> _Work order_:
For each line below that holds the string "passengers", add one to a tally; report that tally alone.

- Opening Delimiter -

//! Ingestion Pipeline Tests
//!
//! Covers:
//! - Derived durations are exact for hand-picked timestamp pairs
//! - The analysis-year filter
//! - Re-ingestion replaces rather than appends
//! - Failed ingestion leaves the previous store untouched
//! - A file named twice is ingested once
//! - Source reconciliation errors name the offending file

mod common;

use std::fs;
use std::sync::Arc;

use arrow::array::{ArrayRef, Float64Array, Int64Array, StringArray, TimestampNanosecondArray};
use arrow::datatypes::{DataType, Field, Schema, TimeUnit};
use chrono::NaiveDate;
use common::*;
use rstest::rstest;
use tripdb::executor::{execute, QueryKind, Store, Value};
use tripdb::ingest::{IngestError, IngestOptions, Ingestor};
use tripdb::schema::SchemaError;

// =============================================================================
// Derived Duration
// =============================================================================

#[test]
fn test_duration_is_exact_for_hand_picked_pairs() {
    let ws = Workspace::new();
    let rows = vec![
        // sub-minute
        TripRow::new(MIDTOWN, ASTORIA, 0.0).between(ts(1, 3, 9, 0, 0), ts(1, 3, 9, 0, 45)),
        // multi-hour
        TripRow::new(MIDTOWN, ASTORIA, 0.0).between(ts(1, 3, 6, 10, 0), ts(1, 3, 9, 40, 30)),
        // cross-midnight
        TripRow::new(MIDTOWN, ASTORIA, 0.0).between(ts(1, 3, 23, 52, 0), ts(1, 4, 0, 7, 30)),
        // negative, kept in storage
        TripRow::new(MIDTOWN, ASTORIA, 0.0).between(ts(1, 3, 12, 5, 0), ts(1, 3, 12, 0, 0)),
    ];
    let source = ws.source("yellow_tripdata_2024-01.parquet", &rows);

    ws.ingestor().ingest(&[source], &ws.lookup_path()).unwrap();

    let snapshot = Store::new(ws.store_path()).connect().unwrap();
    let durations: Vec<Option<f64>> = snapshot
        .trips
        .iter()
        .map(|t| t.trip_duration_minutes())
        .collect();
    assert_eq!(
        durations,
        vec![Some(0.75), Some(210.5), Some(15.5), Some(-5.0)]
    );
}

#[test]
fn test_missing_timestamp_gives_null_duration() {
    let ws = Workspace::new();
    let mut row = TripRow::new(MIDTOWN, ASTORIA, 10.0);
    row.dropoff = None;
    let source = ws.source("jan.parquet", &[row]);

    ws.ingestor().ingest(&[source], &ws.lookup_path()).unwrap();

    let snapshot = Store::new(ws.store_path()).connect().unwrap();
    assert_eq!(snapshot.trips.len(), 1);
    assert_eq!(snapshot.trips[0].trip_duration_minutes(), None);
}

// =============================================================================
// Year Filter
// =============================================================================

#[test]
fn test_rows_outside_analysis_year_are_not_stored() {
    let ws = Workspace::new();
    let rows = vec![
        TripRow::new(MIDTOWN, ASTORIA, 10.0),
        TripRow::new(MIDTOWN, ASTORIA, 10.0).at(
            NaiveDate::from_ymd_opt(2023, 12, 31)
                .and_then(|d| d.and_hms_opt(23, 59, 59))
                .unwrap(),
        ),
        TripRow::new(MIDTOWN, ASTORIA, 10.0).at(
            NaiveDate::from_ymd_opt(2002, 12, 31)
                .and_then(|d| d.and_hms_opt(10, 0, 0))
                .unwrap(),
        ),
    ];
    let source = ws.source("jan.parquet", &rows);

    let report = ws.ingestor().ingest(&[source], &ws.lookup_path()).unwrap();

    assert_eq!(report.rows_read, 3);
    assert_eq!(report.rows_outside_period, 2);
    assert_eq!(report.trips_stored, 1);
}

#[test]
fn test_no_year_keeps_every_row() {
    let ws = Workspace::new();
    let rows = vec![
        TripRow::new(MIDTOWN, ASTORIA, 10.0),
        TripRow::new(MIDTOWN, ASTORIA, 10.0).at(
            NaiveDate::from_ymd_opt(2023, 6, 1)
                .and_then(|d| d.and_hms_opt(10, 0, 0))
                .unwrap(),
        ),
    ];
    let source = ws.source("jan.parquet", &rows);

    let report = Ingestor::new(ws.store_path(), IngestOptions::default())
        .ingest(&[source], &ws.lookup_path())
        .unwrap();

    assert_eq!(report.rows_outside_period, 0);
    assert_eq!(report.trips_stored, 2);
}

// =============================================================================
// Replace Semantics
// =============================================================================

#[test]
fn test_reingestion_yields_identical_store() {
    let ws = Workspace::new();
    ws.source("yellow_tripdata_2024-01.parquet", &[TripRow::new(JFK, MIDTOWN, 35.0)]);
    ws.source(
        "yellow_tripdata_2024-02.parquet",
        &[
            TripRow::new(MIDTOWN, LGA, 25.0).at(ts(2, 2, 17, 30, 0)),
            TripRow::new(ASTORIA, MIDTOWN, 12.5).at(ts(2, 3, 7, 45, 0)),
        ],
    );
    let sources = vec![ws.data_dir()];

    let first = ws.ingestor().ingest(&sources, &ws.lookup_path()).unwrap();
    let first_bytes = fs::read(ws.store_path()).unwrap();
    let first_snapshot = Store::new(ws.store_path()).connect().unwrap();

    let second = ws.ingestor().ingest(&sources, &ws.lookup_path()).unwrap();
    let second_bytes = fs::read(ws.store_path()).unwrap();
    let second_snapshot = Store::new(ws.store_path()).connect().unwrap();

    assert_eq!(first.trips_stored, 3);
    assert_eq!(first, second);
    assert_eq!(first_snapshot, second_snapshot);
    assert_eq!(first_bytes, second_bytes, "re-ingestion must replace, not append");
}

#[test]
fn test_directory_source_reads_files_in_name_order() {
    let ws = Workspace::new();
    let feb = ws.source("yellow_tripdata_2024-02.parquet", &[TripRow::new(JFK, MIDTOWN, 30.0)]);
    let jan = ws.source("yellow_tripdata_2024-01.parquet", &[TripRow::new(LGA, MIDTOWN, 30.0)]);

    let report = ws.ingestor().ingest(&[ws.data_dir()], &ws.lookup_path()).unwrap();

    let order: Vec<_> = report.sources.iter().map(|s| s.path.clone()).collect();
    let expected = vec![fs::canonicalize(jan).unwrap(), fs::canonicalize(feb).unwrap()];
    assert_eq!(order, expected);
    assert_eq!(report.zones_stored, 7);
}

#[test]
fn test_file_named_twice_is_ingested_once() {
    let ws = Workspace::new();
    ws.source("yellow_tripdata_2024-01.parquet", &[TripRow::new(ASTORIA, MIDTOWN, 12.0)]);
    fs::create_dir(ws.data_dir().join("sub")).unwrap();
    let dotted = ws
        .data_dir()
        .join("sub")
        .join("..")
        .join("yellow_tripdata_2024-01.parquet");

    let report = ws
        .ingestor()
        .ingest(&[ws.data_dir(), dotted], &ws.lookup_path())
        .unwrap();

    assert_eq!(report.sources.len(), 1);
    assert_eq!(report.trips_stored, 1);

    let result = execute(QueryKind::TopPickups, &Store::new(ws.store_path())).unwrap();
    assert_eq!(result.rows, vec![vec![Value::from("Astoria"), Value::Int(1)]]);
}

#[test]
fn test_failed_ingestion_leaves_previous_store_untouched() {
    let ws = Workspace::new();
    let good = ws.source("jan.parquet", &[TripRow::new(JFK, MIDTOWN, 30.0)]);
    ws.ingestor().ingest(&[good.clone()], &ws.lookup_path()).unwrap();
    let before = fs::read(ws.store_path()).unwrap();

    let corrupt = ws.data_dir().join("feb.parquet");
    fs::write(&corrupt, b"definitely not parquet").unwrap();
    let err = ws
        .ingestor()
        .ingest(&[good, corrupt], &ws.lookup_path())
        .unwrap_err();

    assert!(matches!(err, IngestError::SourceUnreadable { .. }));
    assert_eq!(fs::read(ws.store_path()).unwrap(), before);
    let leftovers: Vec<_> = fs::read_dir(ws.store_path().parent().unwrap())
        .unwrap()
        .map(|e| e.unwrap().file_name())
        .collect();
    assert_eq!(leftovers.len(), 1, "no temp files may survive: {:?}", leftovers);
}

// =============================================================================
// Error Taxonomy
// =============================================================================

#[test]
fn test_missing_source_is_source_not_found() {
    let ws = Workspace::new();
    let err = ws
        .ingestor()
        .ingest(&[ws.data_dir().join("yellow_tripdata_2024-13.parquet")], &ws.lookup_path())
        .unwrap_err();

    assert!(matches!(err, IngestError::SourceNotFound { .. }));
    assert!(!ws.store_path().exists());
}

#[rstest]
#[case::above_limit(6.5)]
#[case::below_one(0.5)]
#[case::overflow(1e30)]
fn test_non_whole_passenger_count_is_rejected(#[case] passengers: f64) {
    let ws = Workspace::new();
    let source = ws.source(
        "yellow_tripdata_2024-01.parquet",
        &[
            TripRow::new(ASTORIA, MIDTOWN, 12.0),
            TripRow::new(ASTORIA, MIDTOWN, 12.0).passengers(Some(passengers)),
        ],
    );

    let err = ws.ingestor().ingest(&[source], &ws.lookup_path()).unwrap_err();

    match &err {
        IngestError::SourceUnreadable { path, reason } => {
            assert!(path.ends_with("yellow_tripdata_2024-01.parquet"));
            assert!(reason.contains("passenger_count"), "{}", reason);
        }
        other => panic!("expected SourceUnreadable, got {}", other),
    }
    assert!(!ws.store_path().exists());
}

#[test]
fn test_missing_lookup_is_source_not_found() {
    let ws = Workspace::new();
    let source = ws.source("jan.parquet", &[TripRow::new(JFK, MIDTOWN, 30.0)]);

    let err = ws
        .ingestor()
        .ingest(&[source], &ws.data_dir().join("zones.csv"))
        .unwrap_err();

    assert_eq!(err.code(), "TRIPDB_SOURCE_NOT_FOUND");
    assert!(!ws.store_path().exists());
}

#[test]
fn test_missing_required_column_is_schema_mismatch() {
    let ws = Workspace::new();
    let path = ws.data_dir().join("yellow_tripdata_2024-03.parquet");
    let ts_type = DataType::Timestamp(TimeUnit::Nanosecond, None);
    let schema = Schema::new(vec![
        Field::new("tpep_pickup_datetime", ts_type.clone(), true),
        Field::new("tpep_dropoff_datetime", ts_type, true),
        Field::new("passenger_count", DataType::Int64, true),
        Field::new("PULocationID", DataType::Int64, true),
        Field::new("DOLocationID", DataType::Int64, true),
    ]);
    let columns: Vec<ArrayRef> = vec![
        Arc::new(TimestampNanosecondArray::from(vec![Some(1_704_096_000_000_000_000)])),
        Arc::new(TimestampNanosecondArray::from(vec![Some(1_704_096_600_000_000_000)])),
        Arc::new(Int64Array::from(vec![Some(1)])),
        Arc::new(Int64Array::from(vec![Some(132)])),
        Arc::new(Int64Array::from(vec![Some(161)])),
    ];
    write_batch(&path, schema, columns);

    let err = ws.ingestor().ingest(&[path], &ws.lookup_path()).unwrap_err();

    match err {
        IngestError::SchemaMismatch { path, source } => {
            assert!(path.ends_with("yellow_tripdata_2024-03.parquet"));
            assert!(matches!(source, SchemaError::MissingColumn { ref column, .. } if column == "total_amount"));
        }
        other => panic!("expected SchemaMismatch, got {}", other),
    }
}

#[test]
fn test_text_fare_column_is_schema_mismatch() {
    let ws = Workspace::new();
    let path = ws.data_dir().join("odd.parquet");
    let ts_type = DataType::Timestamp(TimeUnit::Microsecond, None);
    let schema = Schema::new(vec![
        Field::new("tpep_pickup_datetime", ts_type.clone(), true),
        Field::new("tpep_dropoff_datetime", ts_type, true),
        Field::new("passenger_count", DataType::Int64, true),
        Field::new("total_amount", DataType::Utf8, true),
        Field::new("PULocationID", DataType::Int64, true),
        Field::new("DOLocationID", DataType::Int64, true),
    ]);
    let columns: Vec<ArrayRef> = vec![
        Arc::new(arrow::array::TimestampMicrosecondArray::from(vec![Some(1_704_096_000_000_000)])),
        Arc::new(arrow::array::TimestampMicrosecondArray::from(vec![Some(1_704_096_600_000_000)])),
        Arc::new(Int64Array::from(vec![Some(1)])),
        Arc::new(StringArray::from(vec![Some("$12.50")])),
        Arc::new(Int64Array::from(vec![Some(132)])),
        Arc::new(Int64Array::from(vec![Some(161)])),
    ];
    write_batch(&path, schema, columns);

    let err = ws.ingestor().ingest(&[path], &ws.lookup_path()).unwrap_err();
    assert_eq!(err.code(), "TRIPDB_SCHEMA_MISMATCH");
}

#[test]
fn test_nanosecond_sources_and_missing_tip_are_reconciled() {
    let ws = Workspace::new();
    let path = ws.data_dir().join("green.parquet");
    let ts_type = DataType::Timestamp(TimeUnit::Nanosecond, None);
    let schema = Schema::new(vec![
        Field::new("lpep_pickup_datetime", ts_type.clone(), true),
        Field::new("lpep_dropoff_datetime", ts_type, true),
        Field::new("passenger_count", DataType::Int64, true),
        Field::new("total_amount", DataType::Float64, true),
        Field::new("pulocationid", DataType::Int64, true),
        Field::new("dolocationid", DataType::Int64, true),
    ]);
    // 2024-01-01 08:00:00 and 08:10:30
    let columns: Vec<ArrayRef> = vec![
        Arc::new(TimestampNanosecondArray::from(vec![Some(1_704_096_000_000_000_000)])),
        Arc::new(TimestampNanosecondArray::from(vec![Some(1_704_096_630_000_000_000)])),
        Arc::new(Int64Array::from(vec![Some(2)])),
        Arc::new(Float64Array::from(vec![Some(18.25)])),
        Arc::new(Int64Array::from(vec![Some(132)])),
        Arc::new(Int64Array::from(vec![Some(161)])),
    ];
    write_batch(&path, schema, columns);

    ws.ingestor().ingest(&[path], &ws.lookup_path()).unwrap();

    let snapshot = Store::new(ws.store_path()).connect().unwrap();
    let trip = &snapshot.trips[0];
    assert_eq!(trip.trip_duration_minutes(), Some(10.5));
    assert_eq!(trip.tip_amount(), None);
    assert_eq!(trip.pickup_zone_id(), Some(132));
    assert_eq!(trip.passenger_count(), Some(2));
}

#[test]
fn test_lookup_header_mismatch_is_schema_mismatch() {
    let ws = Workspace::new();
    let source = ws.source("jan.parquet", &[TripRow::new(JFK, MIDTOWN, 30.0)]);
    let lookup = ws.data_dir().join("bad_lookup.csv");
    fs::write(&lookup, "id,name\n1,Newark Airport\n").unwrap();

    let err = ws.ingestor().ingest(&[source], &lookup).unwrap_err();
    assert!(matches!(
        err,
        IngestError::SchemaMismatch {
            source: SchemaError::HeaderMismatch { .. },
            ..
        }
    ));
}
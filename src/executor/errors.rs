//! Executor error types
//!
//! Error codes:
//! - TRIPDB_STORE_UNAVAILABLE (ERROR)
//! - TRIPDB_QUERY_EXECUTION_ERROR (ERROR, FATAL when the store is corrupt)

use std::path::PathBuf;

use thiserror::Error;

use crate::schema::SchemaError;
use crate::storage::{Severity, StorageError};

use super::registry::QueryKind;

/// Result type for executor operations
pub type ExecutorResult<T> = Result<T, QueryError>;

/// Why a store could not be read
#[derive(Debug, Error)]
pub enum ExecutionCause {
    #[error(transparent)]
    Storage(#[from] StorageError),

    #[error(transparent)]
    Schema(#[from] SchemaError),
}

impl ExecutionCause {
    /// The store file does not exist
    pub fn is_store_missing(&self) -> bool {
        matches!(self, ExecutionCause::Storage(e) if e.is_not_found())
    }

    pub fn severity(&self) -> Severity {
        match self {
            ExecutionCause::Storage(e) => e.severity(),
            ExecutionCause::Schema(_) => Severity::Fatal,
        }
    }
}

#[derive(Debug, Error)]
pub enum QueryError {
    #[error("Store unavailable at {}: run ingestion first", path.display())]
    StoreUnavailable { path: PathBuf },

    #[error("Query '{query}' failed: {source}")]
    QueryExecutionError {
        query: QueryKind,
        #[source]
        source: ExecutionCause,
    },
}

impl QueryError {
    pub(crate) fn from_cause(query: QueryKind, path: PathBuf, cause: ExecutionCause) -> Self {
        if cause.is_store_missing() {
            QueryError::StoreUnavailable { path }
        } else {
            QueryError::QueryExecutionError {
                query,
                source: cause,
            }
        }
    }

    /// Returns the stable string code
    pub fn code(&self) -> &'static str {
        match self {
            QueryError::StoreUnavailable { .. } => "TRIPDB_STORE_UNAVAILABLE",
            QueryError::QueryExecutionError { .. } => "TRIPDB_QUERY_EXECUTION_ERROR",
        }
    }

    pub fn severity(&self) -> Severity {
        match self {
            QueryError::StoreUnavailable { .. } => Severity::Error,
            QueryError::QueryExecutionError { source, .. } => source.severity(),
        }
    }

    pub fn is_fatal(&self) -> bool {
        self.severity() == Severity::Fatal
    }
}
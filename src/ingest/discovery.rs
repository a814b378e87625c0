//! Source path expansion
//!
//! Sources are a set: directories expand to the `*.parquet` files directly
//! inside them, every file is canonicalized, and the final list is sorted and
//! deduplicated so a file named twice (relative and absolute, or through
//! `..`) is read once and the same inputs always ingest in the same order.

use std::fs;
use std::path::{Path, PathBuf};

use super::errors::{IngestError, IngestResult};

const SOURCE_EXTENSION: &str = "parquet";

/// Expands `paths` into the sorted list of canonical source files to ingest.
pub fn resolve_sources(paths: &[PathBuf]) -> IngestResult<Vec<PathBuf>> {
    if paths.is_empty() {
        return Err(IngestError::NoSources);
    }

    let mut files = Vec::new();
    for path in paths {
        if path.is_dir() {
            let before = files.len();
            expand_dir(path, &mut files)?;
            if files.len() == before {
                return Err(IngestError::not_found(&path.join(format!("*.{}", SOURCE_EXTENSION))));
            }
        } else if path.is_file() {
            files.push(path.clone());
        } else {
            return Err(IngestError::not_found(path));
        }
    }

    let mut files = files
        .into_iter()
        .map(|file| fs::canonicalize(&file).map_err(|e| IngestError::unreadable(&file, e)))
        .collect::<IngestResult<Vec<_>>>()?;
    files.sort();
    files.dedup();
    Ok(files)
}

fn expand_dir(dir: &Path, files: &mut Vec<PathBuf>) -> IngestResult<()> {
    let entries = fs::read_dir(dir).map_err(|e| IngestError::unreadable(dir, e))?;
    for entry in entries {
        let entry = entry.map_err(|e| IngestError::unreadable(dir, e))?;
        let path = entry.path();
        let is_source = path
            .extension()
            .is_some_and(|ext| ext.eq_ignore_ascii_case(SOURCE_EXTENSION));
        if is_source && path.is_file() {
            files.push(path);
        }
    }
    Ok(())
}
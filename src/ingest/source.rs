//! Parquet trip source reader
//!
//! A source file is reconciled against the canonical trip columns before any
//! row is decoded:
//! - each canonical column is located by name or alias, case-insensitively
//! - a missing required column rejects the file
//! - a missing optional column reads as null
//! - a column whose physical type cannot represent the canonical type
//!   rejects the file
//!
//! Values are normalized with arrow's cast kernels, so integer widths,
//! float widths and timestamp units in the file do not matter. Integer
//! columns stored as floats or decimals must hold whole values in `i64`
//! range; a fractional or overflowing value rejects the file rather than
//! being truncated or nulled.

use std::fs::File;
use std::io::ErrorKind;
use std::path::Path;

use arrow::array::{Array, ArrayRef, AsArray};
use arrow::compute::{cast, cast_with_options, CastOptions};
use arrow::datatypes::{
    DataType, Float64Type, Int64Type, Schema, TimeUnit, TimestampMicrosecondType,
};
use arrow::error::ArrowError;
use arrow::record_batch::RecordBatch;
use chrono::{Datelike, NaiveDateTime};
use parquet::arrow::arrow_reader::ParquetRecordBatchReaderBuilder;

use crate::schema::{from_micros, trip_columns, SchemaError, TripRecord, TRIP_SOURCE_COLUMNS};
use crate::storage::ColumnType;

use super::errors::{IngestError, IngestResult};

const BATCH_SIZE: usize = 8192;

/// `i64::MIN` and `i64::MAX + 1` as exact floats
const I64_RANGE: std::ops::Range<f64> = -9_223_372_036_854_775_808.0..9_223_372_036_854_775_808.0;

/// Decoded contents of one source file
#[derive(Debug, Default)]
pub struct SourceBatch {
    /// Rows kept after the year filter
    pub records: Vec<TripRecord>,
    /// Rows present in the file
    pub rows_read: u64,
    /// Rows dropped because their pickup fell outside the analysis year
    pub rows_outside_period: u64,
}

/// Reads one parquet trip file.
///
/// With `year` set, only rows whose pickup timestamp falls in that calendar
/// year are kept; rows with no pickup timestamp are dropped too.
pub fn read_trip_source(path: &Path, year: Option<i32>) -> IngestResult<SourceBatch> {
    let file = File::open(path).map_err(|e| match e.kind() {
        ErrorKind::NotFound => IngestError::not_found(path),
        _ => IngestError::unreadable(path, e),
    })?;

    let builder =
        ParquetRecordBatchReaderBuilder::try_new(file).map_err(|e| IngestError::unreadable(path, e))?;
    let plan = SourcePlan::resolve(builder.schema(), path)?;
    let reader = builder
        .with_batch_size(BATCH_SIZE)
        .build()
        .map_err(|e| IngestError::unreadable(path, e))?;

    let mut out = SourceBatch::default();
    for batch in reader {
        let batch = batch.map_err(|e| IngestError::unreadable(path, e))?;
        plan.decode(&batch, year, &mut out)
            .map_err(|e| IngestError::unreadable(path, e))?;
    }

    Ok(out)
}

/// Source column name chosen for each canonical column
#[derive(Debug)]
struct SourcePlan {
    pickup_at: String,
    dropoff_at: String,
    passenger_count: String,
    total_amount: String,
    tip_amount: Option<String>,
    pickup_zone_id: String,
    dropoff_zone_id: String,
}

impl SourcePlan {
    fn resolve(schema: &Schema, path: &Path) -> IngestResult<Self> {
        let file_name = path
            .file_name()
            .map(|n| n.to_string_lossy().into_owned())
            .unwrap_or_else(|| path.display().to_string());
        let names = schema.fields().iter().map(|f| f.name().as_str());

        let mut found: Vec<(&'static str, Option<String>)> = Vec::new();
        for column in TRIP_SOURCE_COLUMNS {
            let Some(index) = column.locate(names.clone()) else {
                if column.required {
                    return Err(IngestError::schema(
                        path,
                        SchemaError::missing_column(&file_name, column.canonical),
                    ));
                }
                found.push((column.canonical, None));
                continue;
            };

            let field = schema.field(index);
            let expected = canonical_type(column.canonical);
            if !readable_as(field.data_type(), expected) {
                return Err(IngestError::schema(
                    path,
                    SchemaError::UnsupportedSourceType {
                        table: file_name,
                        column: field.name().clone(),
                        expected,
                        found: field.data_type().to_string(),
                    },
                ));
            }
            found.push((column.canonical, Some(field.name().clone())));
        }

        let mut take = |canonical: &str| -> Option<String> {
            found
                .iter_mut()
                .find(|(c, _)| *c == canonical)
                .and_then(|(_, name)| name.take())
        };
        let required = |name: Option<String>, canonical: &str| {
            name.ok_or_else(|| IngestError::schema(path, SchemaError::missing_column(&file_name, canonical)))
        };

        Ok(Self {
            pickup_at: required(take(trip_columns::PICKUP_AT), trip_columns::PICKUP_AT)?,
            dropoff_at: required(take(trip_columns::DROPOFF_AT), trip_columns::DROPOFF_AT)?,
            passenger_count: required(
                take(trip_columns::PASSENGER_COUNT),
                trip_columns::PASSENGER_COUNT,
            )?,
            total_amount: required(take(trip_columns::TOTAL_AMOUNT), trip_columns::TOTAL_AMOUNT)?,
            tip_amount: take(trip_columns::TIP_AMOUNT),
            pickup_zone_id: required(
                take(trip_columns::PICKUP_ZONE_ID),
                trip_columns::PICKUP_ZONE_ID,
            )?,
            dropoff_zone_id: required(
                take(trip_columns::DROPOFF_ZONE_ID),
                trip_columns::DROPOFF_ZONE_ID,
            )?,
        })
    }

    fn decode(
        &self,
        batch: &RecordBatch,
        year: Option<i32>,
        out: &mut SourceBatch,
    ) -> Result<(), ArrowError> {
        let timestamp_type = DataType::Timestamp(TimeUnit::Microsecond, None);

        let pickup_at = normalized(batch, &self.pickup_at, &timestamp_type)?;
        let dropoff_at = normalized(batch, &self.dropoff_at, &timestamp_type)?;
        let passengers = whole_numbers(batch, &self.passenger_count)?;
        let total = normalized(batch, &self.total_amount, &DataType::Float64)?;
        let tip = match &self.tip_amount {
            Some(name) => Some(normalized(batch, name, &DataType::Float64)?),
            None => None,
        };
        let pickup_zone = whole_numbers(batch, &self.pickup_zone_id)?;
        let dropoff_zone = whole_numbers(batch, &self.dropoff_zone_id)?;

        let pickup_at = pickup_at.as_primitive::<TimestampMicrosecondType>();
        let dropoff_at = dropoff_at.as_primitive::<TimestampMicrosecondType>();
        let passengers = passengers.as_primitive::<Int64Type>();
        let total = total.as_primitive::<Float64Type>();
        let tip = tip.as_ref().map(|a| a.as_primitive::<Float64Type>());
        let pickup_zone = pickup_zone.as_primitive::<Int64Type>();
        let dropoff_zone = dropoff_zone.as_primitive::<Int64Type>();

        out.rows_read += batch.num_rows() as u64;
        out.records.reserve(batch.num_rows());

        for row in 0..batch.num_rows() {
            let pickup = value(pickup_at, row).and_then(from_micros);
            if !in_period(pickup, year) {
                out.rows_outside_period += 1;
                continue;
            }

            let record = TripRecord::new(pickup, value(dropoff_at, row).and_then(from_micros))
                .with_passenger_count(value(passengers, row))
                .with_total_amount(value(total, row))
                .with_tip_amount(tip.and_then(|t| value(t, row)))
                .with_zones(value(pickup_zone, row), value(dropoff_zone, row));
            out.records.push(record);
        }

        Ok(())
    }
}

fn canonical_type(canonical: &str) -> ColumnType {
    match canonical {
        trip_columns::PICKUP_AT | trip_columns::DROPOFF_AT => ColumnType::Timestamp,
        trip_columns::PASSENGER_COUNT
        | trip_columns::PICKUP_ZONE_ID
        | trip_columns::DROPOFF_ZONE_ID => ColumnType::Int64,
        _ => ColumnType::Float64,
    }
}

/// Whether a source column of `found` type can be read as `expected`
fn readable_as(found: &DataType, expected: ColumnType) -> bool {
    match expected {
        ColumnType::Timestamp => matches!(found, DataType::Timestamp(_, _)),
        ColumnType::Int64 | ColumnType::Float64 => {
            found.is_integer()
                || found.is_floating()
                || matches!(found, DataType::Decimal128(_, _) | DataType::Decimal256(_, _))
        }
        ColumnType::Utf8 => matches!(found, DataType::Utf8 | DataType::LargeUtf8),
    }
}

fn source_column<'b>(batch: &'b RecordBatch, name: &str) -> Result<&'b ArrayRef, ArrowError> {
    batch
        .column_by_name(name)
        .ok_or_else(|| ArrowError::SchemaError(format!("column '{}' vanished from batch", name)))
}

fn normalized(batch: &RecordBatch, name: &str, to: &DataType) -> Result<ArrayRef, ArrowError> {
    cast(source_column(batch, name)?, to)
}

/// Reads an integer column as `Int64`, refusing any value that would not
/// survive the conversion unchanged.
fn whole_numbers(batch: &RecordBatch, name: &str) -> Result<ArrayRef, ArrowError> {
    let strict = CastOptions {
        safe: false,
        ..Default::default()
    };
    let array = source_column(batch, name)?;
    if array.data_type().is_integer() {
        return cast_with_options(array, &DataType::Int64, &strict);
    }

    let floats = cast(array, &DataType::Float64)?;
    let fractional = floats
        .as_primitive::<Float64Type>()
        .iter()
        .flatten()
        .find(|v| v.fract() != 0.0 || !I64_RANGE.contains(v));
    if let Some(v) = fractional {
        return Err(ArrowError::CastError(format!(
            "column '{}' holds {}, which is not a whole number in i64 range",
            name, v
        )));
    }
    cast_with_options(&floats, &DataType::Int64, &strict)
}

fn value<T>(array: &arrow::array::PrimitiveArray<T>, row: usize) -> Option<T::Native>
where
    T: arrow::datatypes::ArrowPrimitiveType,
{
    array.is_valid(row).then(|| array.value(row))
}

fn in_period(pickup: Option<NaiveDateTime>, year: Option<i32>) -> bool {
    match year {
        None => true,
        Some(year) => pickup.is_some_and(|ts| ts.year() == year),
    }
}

- Closing Delimiter -

> _Worked solution_:
5